## ABOUT THIS EXERCISE
Would you retype every entry that follows without altering a word?

## MATERIAL FOR THIS TASK
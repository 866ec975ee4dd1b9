//! In-memory repositories for development and testing

use std::sync::atomic::{AtomicI32, Ordering};

use async_trait::async_trait;
use chrono::Utc;
use dashmap::mapref::entry::Entry;
use dashmap::DashMap;

use crate::domain::{
    CreateUserDto, DomainError, DomainResult, NewReservation, RepositoryProvider, Reservation,
    ReservationFilter, ReservationRepository, ReservationStatus, User, UserRepository,
};

#[derive(Default)]
pub struct InMemoryUserRepository {
    users: DashMap<i32, User>,
    // email -> id, doubles as the uniqueness index
    emails: DashMap<String, i32>,
    counter: AtomicI32,
}

#[async_trait]
impl UserRepository for InMemoryUserRepository {
    async fn create(&self, dto: CreateUserDto) -> DomainResult<User> {
        let entry = match self.emails.entry(dto.email.clone()) {
            Entry::Occupied(_) => {
                return Err(DomainError::Conflict("email already exists".to_string()));
            }
            Entry::Vacant(v) => v,
        };

        let id = self.counter.fetch_add(1, Ordering::SeqCst) + 1;
        let now = Utc::now();
        let user = User {
            id,
            name: dto.name,
            email: dto.email,
            password_hash: dto.password_hash,
            is_admin: dto.is_admin,
            created_at: now,
            updated_at: now,
        };
        self.users.insert(id, user.clone());
        entry.insert(id);
        Ok(user)
    }

    async fn find_by_id(&self, id: i32) -> DomainResult<Option<User>> {
        Ok(self.users.get(&id).map(|u| u.clone()))
    }

    async fn find_by_email(&self, email: &str) -> DomainResult<Option<User>> {
        let Some(id) = self.emails.get(email).map(|e| *e) else {
            return Ok(None);
        };
        self.find_by_id(id).await
    }

    async fn find_by_ids(&self, ids: &[i32]) -> DomainResult<Vec<User>> {
        let mut users: Vec<User> = ids
            .iter()
            .filter_map(|id| self.users.get(id).map(|u| u.clone()))
            .collect();
        users.sort_by_key(|u| u.id);
        users.dedup_by_key(|u| u.id);
        Ok(users)
    }
}

#[derive(Default)]
pub struct InMemoryReservationRepository {
    reservations: DashMap<i32, Reservation>,
    counter: AtomicI32,
}

#[async_trait]
impl ReservationRepository for InMemoryReservationRepository {
    async fn create(&self, r: NewReservation) -> DomainResult<Reservation> {
        let id = self.counter.fetch_add(1, Ordering::SeqCst) + 1;
        let now = Utc::now();
        let status = r.initial_status();
        let reservation = Reservation {
            id,
            user_id: r.user_id,
            date: r.date,
            time: r.time,
            people: r.people,
            comment: r.comment,
            status,
            created_at: now,
            updated_at: now,
        };
        self.reservations.insert(id, reservation.clone());
        Ok(reservation)
    }

    async fn find_by_id(&self, id: i32) -> DomainResult<Option<Reservation>> {
        Ok(self.reservations.get(&id).map(|r| r.clone()))
    }

    async fn list(&self, filter: ReservationFilter) -> DomainResult<Vec<Reservation>> {
        let mut list: Vec<Reservation> = self
            .reservations
            .iter()
            .filter(|r| filter.matches(r.value()))
            .map(|r| r.value().clone())
            .collect();
        list.sort_by_key(|r| (r.date, r.time, r.id));
        Ok(list)
    }

    async fn update_status(
        &self,
        id: i32,
        expected: ReservationStatus,
        next: ReservationStatus,
    ) -> DomainResult<Option<Reservation>> {
        // The shard write lock makes check-and-set atomic per id.
        let Some(mut entry) = self.reservations.get_mut(&id) else {
            return Ok(None);
        };
        if entry.status != expected {
            return Ok(None);
        }
        entry.status = next;
        entry.updated_at = Utc::now();
        Ok(Some(entry.clone()))
    }
}

/// Repository provider that keeps everything in process memory.
#[derive(Default)]
pub struct InMemoryRepositoryProvider {
    users: InMemoryUserRepository,
    reservations: InMemoryReservationRepository,
}

impl InMemoryRepositoryProvider {
    pub fn new() -> Self {
        Self::default()
    }
}

impl RepositoryProvider for InMemoryRepositoryProvider {
    fn users(&self) -> &dyn UserRepository {
        &self.users
    }

    fn reservations(&self) -> &dyn ReservationRepository {
        &self.reservations
    }
}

## YOUR SOLUTION
repository 866ec975ee4dd1b9
//! In-memory repositories for development and testing

use std::sync::atomic::{AtomicI32, Ordering};

use async_trait::async_trait;
use chrono::Utc;
use dashmap::mapref::entry::Entry;
use dashmap::DashMap;

use crate::domain::{
    CreateUserDto, DomainError, DomainResult, NewReservation, RepositoryProvider, Reservation,
    ReservationFilter, ReservationRepository, ReservationStatus, User, UserRepository,
};

#[derive(Default)]
pub struct InMemoryUserRepository {
    users: DashMap<i32, User>,
    // email -> id, doubles as the uniqueness index
    emails: DashMap<String, i32>,
    counter: AtomicI32,
}

#[async_trait]
impl UserRepository for InMemoryUserRepository {
    async fn create(&self, dto: CreateUserDto) -> DomainResult<User> {
        let entry = match self.emails.entry(dto.email.clone()) {
            Entry::Occupied(_) => {
                return Err(DomainError::Conflict("email already exists".to_string()));
            }
            Entry::Vacant(v) => v,
        };

        let id = self.counter.fetch_add(1, Ordering::SeqCst) + 1;
        let now = Utc::now();
        let user = User {
            id,
            name: dto.name,
            email: dto.email,
            password_hash: dto.password_hash,
            is_admin: dto.is_admin,
            created_at: now,
            updated_at: now,
        };
        self.users.insert(id, user.clone());
        entry.insert(id);
        Ok(user)
    }

    async fn find_by_id(&self, id: i32) -> DomainResult<Option<User>> {
        Ok(self.users.get(&id).map(|u| u.clone()))
    }

    async fn find_by_email(&self, email: &str) -> DomainResult<Option<User>> {
        let Some(id) = self.emails.get(email).map(|e| *e) else {
            return Ok(None);
        };
        self.find_by_id(id).await
    }

    async fn find_by_ids(&self, ids: &[i32]) -> DomainResult<Vec<User>> {
        let mut users: Vec<User> = ids
            .iter()
            .filter_map(|id| self.users.get(id).map(|u| u.clone()))
            .collect();
        users.sort_by_key(|u| u.id);
        users.dedup_by_key(|u| u.id);
        Ok(users)
    }
}

#[derive(Default)]
pub struct InMemoryReservationRepository {
    reservations: DashMap<i32, Reservation>,
    counter: AtomicI32,
}

#[async_trait]
impl ReservationRepository for InMemoryReservationRepository {
    async fn create(&self, r: NewReservation) -> DomainResult<Reservation> {
        let id = self.counter.fetch_add(1, Ordering::SeqCst) + 1;
        let now = Utc::now();
        let status = r.initial_status();
        let reservation = Reservation {
            id,
            user_id: r.user_id,
            date: r.date,
            time: r.time,
            people: r.people,
            comment: r.comment,
            status,
            created_at: now,
            updated_at: now,
        };
        self.reservations.insert(id, reservation.clone());
        Ok(reservation)
    }

    async fn find_by_id(&self, id: i32) -> DomainResult<Option<Reservation>> {
        Ok(self.reservations.get(&id).map(|r| r.clone()))
    }

    async fn list(&self, filter: ReservationFilter) -> DomainResult<Vec<Reservation>> {
        let mut list: Vec<Reservation> = self
            .reservations
            .iter()
            .filter(|r| filter.matches(r.value()))
            .map(|r| r.value().clone())
            .collect();
        list.sort_by_key(|r| (r.date, r.time, r.id));
        Ok(list)
    }

    async fn update_status(
        &self,
        id: i32,
        expected: ReservationStatus,
        next: ReservationStatus,
    ) -> DomainResult<Option<Reservation>> {
        // The shard write lock makes check-and-set atomic per id.
        let Some(mut entry) = self.reservations.get_mut(&id) else {
            return Ok(None);
        };
        if entry.status != expected {
            return Ok(None);
        }
        entry.status = next;
        entry.updated_at = Utc::now();
        Ok(Some(entry.clone()))
    }
}

/// Repository provider that keeps everything in process memory.
#[derive(Default)]
pub struct InMemoryRepositoryProvider {
    users: InMemoryUserRepository,
    reservations: InMemoryReservationRepository,
}

impl InMemoryRepositoryProvider {
    pub fn new() -> Self {
        Self::default()
    }
}

impl RepositoryProvider for InMemoryRepositoryProvider {
    fn users(&self) -> &dyn UserRepository {
        &self.users
    }

    fn reservations(&self) -> &dyn ReservationRepository {
        &self.reservations
    }
}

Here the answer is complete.